Riprendere l’attività fisica dopo il Coronavirus: ecco il vademecum

FMSI e CONI hanno dato alcuni suggerimenti per la ripresa dell’attività motoria post-emergenza

Finalmente la fase 1 legata all’emergenza COVID-19 è stata superata, un periodo lungo durante il quale oltre alla vita sociale, al lavoro e alla scuola, abbiamo dovuto rinunciare alle consuete attività motorie alle quali eravamo abituati.

Un lungo periodo che ci ha tenuti lontani da passeggiate, jogging, bicicletta, palestra, piscina e qualsiasi altro sport individuale e di gruppo.

Da qualche settimana fortunatamente la situazione sembra essere migliorata, le restrizioni sono state allentate e finalmente abbiamo potuto ricominciare a praticare le attività che più ci piacciono, seppur con alcune limitazioni. Indubbiamente il nostro corpo trarrà beneficio dalla ripresa, il metabolismo riprenderà a funzionare normalmente, ma non è detto che le prestazioni siano le medesime di qualche mese fa visto il lungo stop al quale siamo stati costretti.

La Federazione Medico Sportiva Italiana (FMSI) e la federazione medica del CONI hanno fornito alcune indicazioni per aiutare sportivi agonistici e amatoriali per riprendere la propria attività sportiva in sicurezza e soprattutto senza andare a danneggiare il proprio corpo.

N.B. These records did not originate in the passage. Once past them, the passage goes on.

use std::collections::BTreeMap;

use log::{debug, info, warn};
use thiserror::Error;

use crate::{
    relay::{RelayController, RelayOutputs},
    store::RelayStore,
    types::Relay,
};

/// Transport-assigned WebSocket session id.
pub type SessionId = i32;

#[derive(Debug, Clone, Copy, PartialEq, Eq)]
pub enum ClientCommand {
    GetStatus,
    Toggle(Relay),
}

impl ClientCommand {
    /// Parses a text frame. Tokens match exactly; only trailing NULs, which
    /// some clients append as a C string terminator, are ignored.
    pub fn parse(text: &str) -> Option<Self> {
        match text.trim_end_matches('\0') {
            "getStatus" => Some(Self::GetStatus),
            "toggle1" => Some(Self::Toggle(Relay::Fence)),
            "toggle2" => Some(Self::Toggle(Relay::Siren)),
            _ => None,
        }
    }
}

/// Something a WebSocket transport observed on one session.
#[derive(Debug)]
pub enum SessionEvent<K> {
    Opened(SessionId, K),
    Text(SessionId, String),
    Closed(SessionId),
}

#[derive(Debug, Error)]
#[error("websocket session unavailable: {0}")]
pub struct SinkError(pub String);

/// Outbound half of one WebSocket session.
pub trait SessionSink {
    fn send_text(&mut self, text: &str) -> Result<(), SinkError>;
}

/// Table of open sessions and the text protocol spoken over them.
pub struct ClientSync<K> {
    sessions: BTreeMap<SessionId, K>,
}

impl<K> Default for ClientSync<K> {
    fn default() -> Self {
        Self {
            sessions: BTreeMap::new(),
        }
    }
}

impl<K: SessionSink> ClientSync<K> {
    pub fn new() -> Self {
        Self::default()
    }

    pub fn connect(&mut self, id: SessionId, sink: K) {
        self.sessions.insert(id, sink);
        info!("websocket session {id} opened ({} open)", self.sessions.len());
    }

    pub fn disconnect(&mut self, id: SessionId) -> bool {
        let removed = self.sessions.remove(&id).is_some();
        if removed {
            info!("websocket session {id} closed ({} open)", self.sessions.len());
        }
        removed
    }

    pub fn is_connected(&self, id: SessionId) -> bool {
        self.sessions.contains_key(&id)
    }

    pub fn session_count(&self) -> usize {
        self.sessions.len()
    }

    /// Handles one inbound text frame from `id`.
    ///
    /// `getStatus` answers the sender only. A toggle broadcasts the new state
    /// to every session, the sender included. Anything else is dropped
    /// without a reply.
    pub fn handle_text<O, S>(
        &mut self,
        id: SessionId,
        text: &str,
        relays: &mut RelayController<O, S>,
    ) -> Option<ClientCommand>
    where
        O: RelayOutputs,
        S: RelayStore,
    {
        let Some(command) = ClientCommand::parse(text) else {
            debug!("ignoring websocket message from session {id}: {text:?}");
            return None;
        };

        match command {
            ClientCommand::GetStatus => {
                let status = relays.current_state().status_text();
                self.send_to(id, &status);
            }
            ClientCommand::Toggle(relay) => {
                let status = relays.toggle(relay).status_text();
                self.broadcast(&status);
            }
        }
        Some(command)
    }

    /// Sends `text` to one session, dropping it if the write fails.
    pub fn send_to(&mut self, id: SessionId, text: &str) {
        let Some(sink) = self.sessions.get_mut(&id) else {
            return;
        };
        if let Err(err) = sink.send_text(text) {
            warn!("dropping session {id}: {err}");
            self.sessions.remove(&id);
        }
    }

    /// Sends `text` to every session. Sessions whose write fails are dropped.
    pub fn broadcast(&mut self, text: &str) {
        self.sessions.retain(|id, sink| match sink.send_text(text) {
            Ok(()) => true,
            Err(err) => {
                warn!("dropping session {id}: {err}");
                false
            }
        });
    }
}

#[cfg(test)]
pub(crate) mod testing {
    use std::{cell::RefCell, rc::Rc};

    use super::*;

    /// Sink that records every frame into a shared inbox.
    #[derive(Debug, Default, Clone)]
    pub struct Inbox {
        pub frames: Rc<RefCell<Vec<String>>>,
        pub broken: bool,
    }

    impl Inbox {
        pub fn received(&self) -> Vec<String> {
            self.frames.borrow().clone()
        }
    }

    impl SessionSink for Inbox {
        fn send_text(&mut self, text: &str) -> Result<(), SinkError> {
            if self.broken {
                return Err(SinkError("peer went away".to_string()));
            }
            self.frames.borrow_mut().push(text.to_string());
            Ok(())
        }
    }
}

#[cfg(test)]
mod tests {
    use pretty_assertions::assert_eq;

    use super::testing::Inbox;
    use super::*;
    use crate::relay::testing::{MemoryStore, RecordingOutputs};

    type Relays = RelayController<RecordingOutputs, MemoryStore>;

    fn relays() -> Relays {
        RelayController::new(RecordingOutputs::default(), MemoryStore::default())
    }

    #[test]
    fn commands_parse_exactly() {
        assert_eq!(ClientCommand::parse("getStatus"), Some(ClientCommand::GetStatus));
        assert_eq!(
            ClientCommand::parse("toggle1"),
            Some(ClientCommand::Toggle(Relay::Fence))
        );
        assert_eq!(
            ClientCommand::parse("toggle2\0"),
            Some(ClientCommand::Toggle(Relay::Siren))
        );
        assert_eq!(ClientCommand::parse("toggle3"), None);
        assert_eq!(ClientCommand::parse("GETSTATUS"), None);
        assert_eq!(ClientCommand::parse(""), None);
    }

    #[test]
    fn padded_tokens_are_not_commands() {
        assert_eq!(ClientCommand::parse(" toggle1\n"), None);
        assert_eq!(ClientCommand::parse("toggle1 "), None);
        assert_eq!(ClientCommand::parse("\0getStatus"), None);
        assert_eq!(
            ClientCommand::parse("getStatus\0\0"),
            Some(ClientCommand::GetStatus)
        );
    }

    #[test]
    fn get_status_answers_only_the_requester() {
        let mut relays = relays();
        let mut sync = ClientSync::new();
        let (a, b) = (Inbox::default(), Inbox::default());
        sync.connect(1, a.clone());
        sync.connect(2, b.clone());

        sync.handle_text(1, "getStatus", &mut relays);

        assert_eq!(a.received(), vec!["OFF,ON"]);
        assert!(b.received().is_empty());
    }

    #[test]
    fn toggle_from_defaults_broadcasts_on_on() {
        let mut relays = relays();
        let mut sync = ClientSync::new();
        let (a, b) = (Inbox::default(), Inbox::default());
        sync.connect(1, a.clone());
        sync.connect(2, b.clone());

        sync.handle_text(1, "toggle1", &mut relays);

        assert_eq!(a.received(), vec!["ON,ON"]);
        assert_eq!(b.received(), vec!["ON,ON"]);
    }

    #[test]
    fn second_session_sees_fresh_state_after_toggle() {
        let mut relays = relays();
        let mut sync = ClientSync::new();
        let second = Inbox::default();
        sync.connect(1, Inbox::default());
        sync.connect(2, second.clone());

        sync.handle_text(1, "toggle1", &mut relays);
        sync.handle_text(2, "getStatus", &mut relays);

        assert_eq!(second.received().last().map(String::as_str), Some("ON,ON"));
    }

    #[test]
    fn unknown_text_changes_nothing_and_sends_nothing() {
        let mut relays = relays();
        let mut sync = ClientSync::new();
        let inbox = Inbox::default();
        sync.connect(1, inbox.clone());
        let before = relays.current_state();

        assert_eq!(sync.handle_text(1, "hello", &mut relays), None);

        assert_eq!(relays.current_state(), before);
        assert!(inbox.received().is_empty());
    }

    #[test]
    fn broken_session_is_dropped_on_broadcast() {
        let mut relays = relays();
        let mut sync = ClientSync::new();
        let healthy = Inbox::default();
        sync.connect(1, healthy.clone());
        sync.connect(
            2,
            Inbox {
                broken: true,
                ..Default::default()
            },
        );

        sync.handle_text(1, "toggle2", &mut relays);

        assert_eq!(healthy.received(), vec!["OFF,OFF"]);
        assert!(!sync.is_connected(2));
        assert_eq!(sync.session_count(), 1);
    }

    #[test]
    fn disconnect_leaves_relay_state_untouched() {
        let mut relays = relays();
        let mut sync = ClientSync::new();
        sync.connect(7, Inbox::default());
        sync.handle_text(7, "toggle1", &mut relays);
        let state = relays.current_state();

        assert!(sync.disconnect(7));
        assert!(!sync.disconnect(7));
        assert_eq!(relays.current_state(), state);
    }
}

I suggerimenti di FMSI e CONI

Le due federazioni hanno redatto un documento con alcune raccomandazioni per la ripresa dell’attività motoria post COVID-19. L’inattività alla quale infatti siamo stati costretti ha indubbiamente comportato una perdita parziale o totale degli adattamenti fisiologici all’esercizio fisico, dettata anche dalla maggior sedentarietà connessa appunto al periodo di interruzione totale di ogni attività considerata non necessaria.

Per la ripresa pertanto i suggerimenti forniti includono:

  • Lo svolgimento di sessioni di esercizio fisico in termini di frequenza, volume e modalità che rispettino una ripresa graduale variabile in funzione delle condizioni fisiche della singola persona, senza strafare o pensare di ripartire subito con i ritmi precedenti il lock down
  • Spingere sin dall’inizio il proprio corpo al limite potrebbe risultare controproducente, esporre a un rischio di affaticamento precoce e conseguenti infortuni connessi anche all’alterazione della funzione muscolare degli scorsi mesi
  • Valutare anche i tempi di recupero perché siano graduali così come l’intensità dell’attività motoria
  • L’intensità del lavoro deve tener conto delle singole condizioni fisiche della persona, andando a calibrarla in maniera tale da mantenere una frequenza cardiaca al 60-70% della massima frequenza cardiaca teorica
  • Associare attività aerobiche di moderata intensità in combinazione con esercizi pensati per il rafforzamento muscolare e la flessibilità
  • Studiare programmi di allenamento in funzione della modalità con cui gli stessi verranno eseguiti, ovvero se indoor o outdoor
  • Il carico totale dovrebbe aumentare progressivamente ogni 4/6 settimane, tenendo sempre conto della condizione fisica
  • Dopo un periodo di 4/6 settimane si potrebbero introdurre alcuni blocchi di attività più intensa un paio di volte a settimana
  • Restano inoltre valide tutte le norme imposte dal Ministero della Sanità in merito al distanziamento da altre persone durante lo svolgimento dell’attività fisica, evitare di toccarsi naso, occhi e bocca con le mani non lavate, tossire o starnutire nell’incavo del gomito e indossare la mascherina appena terminata l’attività motoria.

Ovviamente queste sono linee guida generiche, ognuno dovrà poi calibrare la propria attività in funzione del proprio stato di salute fisica e mentale, senza strafare e prendendosi i propri tempi per tornare a stare bene.